2) In protocol 3 DMSO is added to the control. This is unlikely to have an effect, but we did not perform such an addition.
3) The titration of cells in the LD in protocol 3 is uncertain. Different spheroid cultures from individual patients have different clonogenic potential. In some case we find 1 in 4, in other cases we find 1 in 100. If the current experiments will be performed on a low clonogenic CSC (i.e. low CSC faction) the authors will need to extend their titration curves.
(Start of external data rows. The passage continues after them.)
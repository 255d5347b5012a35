use crate::data_structures::{InvalidTransition, SwapId, SwapRecord, SwapState};
use log::debug;
use std::collections::HashMap;
use std::sync::{Arc, Mutex, RwLock};
use thiserror::Error;

#[derive(Clone, Debug, PartialEq, Eq, Error)]
pub enum RegistryError {
    #[error("swap '{0}' not found")]
    NotFound(SwapId),
    #[error("swap '{0}' already exists")]
    AlreadyExists(SwapId),
    #[error("swap '{id}' is in state {actual}, expected one of {expected:?}")]
    StateConflict {
        id: SwapId,
        actual: SwapState,
        expected: Vec<SwapState>,
    },
    #[error(transparent)]
    InvalidTransition(#[from] InvalidTransition),
}

/// Single authoritative store of swap records.
///
/// The outer map lock is held only for insert/lookup; every mutation runs
/// under that swap's own mutex, so transitions for one swap are serialized
/// (two adapters reporting locks concurrently, or a timeout racing a lock
/// report) without cross-swap contention. Records are kept after reaching
/// a terminal state; eviction is an external concern.
#[derive(Debug, Default)]
pub struct SwapRegistry {
    swaps: RwLock<HashMap<SwapId, Arc<Mutex<SwapRecord>>>>,
}

impl SwapRegistry {
    pub fn new() -> Self {
        SwapRegistry {
            swaps: RwLock::new(HashMap::new()),
        }
    }

    /// Inserts a new record, failing if the id is already taken.
    pub fn create(&self, record: SwapRecord) -> Result<(), RegistryError> {
        let mut swaps = self.swaps.write().unwrap();
        if swaps.contains_key(&record.swap_id) {
            return Err(RegistryError::AlreadyExists(record.swap_id));
        }
        debug!("[Registry] Created swap {}", record.swap_id);
        swaps.insert(record.swap_id.clone(), Arc::new(Mutex::new(record)));
        Ok(())
    }

    /// Snapshot of a swap record.
    pub fn get(&self, swap_id: &str) -> Option<SwapRecord> {
        let entry = {
            let swaps = self.swaps.read().unwrap();
            swaps.get(swap_id).cloned()
        };
        entry.map(|e| e.lock().unwrap().clone())
    }

    pub fn contains(&self, swap_id: &str) -> bool {
        self.swaps.read().unwrap().contains_key(swap_id)
    }

    /// Runs `mutation` inside the swap's critical section. The closure
    /// operates on a working copy which is committed only on `Ok`, so a
    /// rejected update leaves the record exactly as it was.
    pub fn update<T, E, F>(&self, swap_id: &str, mutation: F) -> Result<T, E>
    where
        F: FnOnce(&mut SwapRecord) -> Result<T, E>,
        E: From<RegistryError>,
    {
        let entry = {
            let swaps = self.swaps.read().unwrap();
            swaps.get(swap_id).cloned()
        }
        .ok_or_else(|| RegistryError::NotFound(swap_id.to_string()))?;

        let mut guard = entry.lock().unwrap();
        let mut working = guard.clone();
        let out = mutation(&mut working)?;
        *guard = working;
        Ok(out)
    }

    /// Compare-and-transition: moves the swap to `new_state` if its current
    /// state is one of `expected`, applying `mutate` to the record first.
    /// Returns the committed record.
    pub fn compare_and_transition<F>(
        &self,
        swap_id: &str,
        expected: &[SwapState],
        new_state: SwapState,
        mutate: F,
    ) -> Result<SwapRecord, RegistryError>
    where
        F: FnOnce(&mut SwapRecord),
    {
        self.update(swap_id, |record| {
            if !expected.contains(&record.state) {
                return Err(RegistryError::StateConflict {
                    id: record.swap_id.clone(),
                    actual: record.state,
                    expected: expected.to_vec(),
                });
            }
            mutate(record);
            record.set_state(new_state)?;
            Ok(record.clone())
        })
    }
}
4) The biggest worry for the reproducibility study is the simple use of just one culture. As is clear from our study and is clear from others, there is a variability in the cultures that can be derived from colon cancers. For instance, HCT-116 and Co56 in our study do not display the same intense difference in clonogenicity and this is also reported in the study. To perform all these studies with just one culture introduces a risk into the reproducibility study. I would therefore suggest using multiple primary cultures from different patients. In addition, to facilitate the reproduction it may be wise to re-investigate the possibility of studying the clonogenic differences in one of the original cultures. This will require extensive MTAs but may facilitate the studies tremendously. I will be happy to re-invest time in checking whether this is an option. In any case, the authors should consider to use a control for clonogenic studies using AC133 staining, which has been reported by many groups to identify CSCs in spheroids, but also does not uniformaly do so (i.e. HCT116 does not work). If this fails to identify a clonogenic fraction, the TOP-GFP is also not likely to work for that particular culture.
Alternative would be to use classical cell lines to identify the top high/low difference.
5) The production of HGF by Co18 should be validated to ascertain that the TFCM is truly reproducing the original studies.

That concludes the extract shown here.